_Assigned task:_ Which lines in the records below contain the word "FileStorage"? Copy each one.

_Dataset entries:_
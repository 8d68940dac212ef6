use anyhow::Result;
use clap::Parser;
use log::*;
use service::{config::Config, logging::Logger};
use std::process::ExitCode;
use std::sync::Arc;

use domain::error::{AuthErrorKind, DomainErrorKind, Error as DomainError};
use domain::messages::*;
use domain::{auth, tag, todo, todos, ApiResult, TodoApiClient};
use todo_auth::session::{FileStorage, TokenStore};

mod cli;
mod output;

use cli::{Cli, Command, TagCommand, TodoCommand};

/// Exit status when the user has to log in again.
const EXIT_LOGIN_REQUIRED: u8 = 2;

#[tokio::main]
async fn main() -> ExitCode {
    Config::load_env_file();
    let cli = Cli::parse();

    if let Err(err) = Logger::init_logger(&cli.config) {
        eprintln!("Failed to initialize logger: {err}");
    }

    match run(cli).await {
        Ok(code) => code,
        Err(err) => {
            error!("{err:?}");
            eprintln!("Error: {err:#}");
            ExitCode::FAILURE
        }
    }
}

async fn run(cli: Cli) -> Result<ExitCode> {
    let session_file = cli.config.session_file();
    debug!("Using session file {}", session_file.display());

    let store = TokenStore::open(Arc::new(FileStorage::new(session_file))).await?;
    let api = TodoApiClient::new(&cli.config, store)?;
    let json = cli.json;

    let code = match cli.command {
        Command::Login { email, password } => {
            let result = ApiResult::from_result(
                auth::login(&api, &email, &password).await,
                LOGIN_FAILED,
            );
            output::report(&result, json, |user| match user {
                Some(user) => output::print_success(&format!("Logged in as {}", user.display_name())),
                None => output::print_success("Logged in"),
            });
            exit_code(&result)
        }
        Command::Register {
            email,
            password,
            name,
        } => {
            let result = ApiResult::from_result(
                auth::register(&api, &email, &password, &name).await,
                REGISTER_FAILED,
            );
            output::report(&result, json, |ack| {
                output::print_success(
                    ack.message
                        .as_deref()
                        .unwrap_or("Registered, check your email for the confirmation code"),
                )
            });
            exit_code(&result)
        }
        Command::Confirm { email, code } => {
            let result = ApiResult::from_result(
                auth::confirm_sign_up(&api, &email, &code).await,
                CONFIRM_FAILED,
            );
            output::report(&result, json, |ack| {
                output::print_success(ack.message.as_deref().unwrap_or("Account confirmed"))
            });
            exit_code(&result)
        }
        Command::Logout => {
            let result = ApiResult::from_result(auth::logout(api.store()).await, LOGOUT_FAILED);
            output::report(&result, json, |_| output::print_success("Logged out"));
            exit_code(&result)
        }
        Command::Whoami => {
            let user = auth::current_user(api.store(), api.premium_group())
                .await
                .ok_or_else(|| DomainError::new(DomainErrorKind::Auth(AuthErrorKind::LoginRequired)));
            let result = ApiResult::from_result(user, LOGIN_FAILED);
            output::report(&result, json, output::print_user);
            exit_code(&result)
        }
        Command::Todo(command) => run_todo(&api, command, json).await,
        Command::Tag(command) => run_tag(&api, command, json).await,
    };

    Ok(code)
}

async fn run_todo(api: &TodoApiClient, command: TodoCommand, json: bool) -> ExitCode {
    match command {
        TodoCommand::List => {
            let result = ApiResult::from_result(todo::find_all(api).await, FETCH_TODOS_FAILED);
            output::report(&result, json, |todos| output::print_todos(todos));
            exit_code(&result)
        }
        TodoCommand::Show { id } => {
            let result = ApiResult::from_result(todo::find_by_id(api, &id).await, FETCH_TODO_FAILED);
            output::report(&result, json, output::print_todo);
            exit_code(&result)
        }
        TodoCommand::Add {
            description,
            due,
            tags,
        } => {
            let created = async {
                let due_date = due.as_deref().map(todo::parse_due_date).transpose()?;
                todo::create(
                    api,
                    todos::NewTodo {
                        description,
                        due_date,
                        tag_ids: tags,
                    },
                )
                .await
            };
            let result = ApiResult::from_result(created.await, CREATE_TODO_FAILED);
            output::report(&result, json, |todo| {
                output::print_success(&format!("Created todo {}", todo.id))
            });
            exit_code(&result)
        }
        TodoCommand::Edit {
            id,
            description,
            due,
            clear_due,
            tags,
        } => {
            let updated = async {
                let due_date = match (due, clear_due) {
                    (_, true) => Some(None),
                    (Some(due), false) => Some(Some(todo::parse_due_date(&due)?)),
                    (None, false) => None,
                };
                todo::update(
                    api,
                    &id,
                    todos::Changes {
                        description,
                        due_date,
                        is_done: None,
                        tag_ids: tags,
                    },
                )
                .await
            };
            let result = ApiResult::from_result(updated.await, UPDATE_TODO_FAILED);
            output::report(&result, json, |_| {
                output::print_success(&format!("Updated todo {id}"))
            });
            exit_code(&result)
        }
        TodoCommand::Done { id } => {
            let toggled = async {
                let current = todo::find_by_id(api, &id).await?;
                todo::toggle_done(api, &current).await
            };
            let result = ApiResult::from_result(toggled.await, UPDATE_TODO_FAILED);
            output::report(&result, json, |is_done| {
                let state = if *is_done { "done" } else { "open" };
                output::print_success(&format!("Marked todo {id} as {state}"))
            });
            exit_code(&result)
        }
        TodoCommand::Delete { id } => {
            let result = ApiResult::from_result(todo::delete(api, &id).await, DELETE_TODO_FAILED);
            output::report(&result, json, |_| {
                output::print_success(&format!("Deleted todo {id}"))
            });
            exit_code(&result)
        }
    }
}

async fn run_tag(api: &TodoApiClient, command: TagCommand, json: bool) -> ExitCode {
    match command {
        TagCommand::List => {
            let result = ApiResult::from_result(tag::find_all(api).await, FETCH_TAGS_FAILED);
            output::report(&result, json, |tags| output::print_tags(tags));
            exit_code(&result)
        }
        TagCommand::Add { name } => {
            let result = ApiResult::from_result(tag::create(api, &name).await, CREATE_TAG_FAILED);
            output::report(&result, json, |tag| {
                output::print_success(&format!("Created tag {} ({})", tag.name, tag.id))
            });
            exit_code(&result)
        }
        TagCommand::Delete { id } => {
            let result = ApiResult::from_result(tag::delete(api, &id).await, DELETE_TAG_FAILED);
            output::report(&result, json, |_| {
                output::print_success(&format!("Deleted tag {id}"))
            });
            exit_code(&result)
        }
        TagCommand::TodoTags { todo_id } => {
            let result = ApiResult::from_result(
                tag::find_by_todo(api, &todo_id).await,
                FETCH_TODO_TAGS_FAILED,
            );
            output::report(&result, json, |tags| output::print_tags(tags));
            exit_code(&result)
        }
        TagCommand::Assign { todo_id, tag_id } => {
            let result = ApiResult::from_result(
                tag::assign_to_todo(api, &todo_id, &tag_id).await,
                ASSIGN_TAG_FAILED,
            );
            output::report(&result, json, |_| {
                output::print_success(&format!("Assigned tag {tag_id} to todo {todo_id}"))
            });
            exit_code(&result)
        }
        TagCommand::Unassign { todo_id, tag_id } => {
            let result = ApiResult::from_result(
                tag::remove_from_todo(api, &todo_id, &tag_id).await,
                REMOVE_TAG_FAILED,
            );
            output::report(&result, json, |_| {
                output::print_success(&format!("Removed tag {tag_id} from todo {todo_id}"))
            });
            exit_code(&result)
        }
    }
}

fn exit_code<T: serde::Serialize>(result: &ApiResult<T>) -> ExitCode {
    if result.success {
        ExitCode::SUCCESS
    } else if result.login_required {
        ExitCode::from(EXIT_LOGIN_REQUIRED)
    } else {
        ExitCode::FAILURE
    }
}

_Completed exercise:_
use todo_auth::session::{FileStorage, TokenStore};
    let store = TokenStore::open(Arc::new(FileStorage::new(session_file))).await?;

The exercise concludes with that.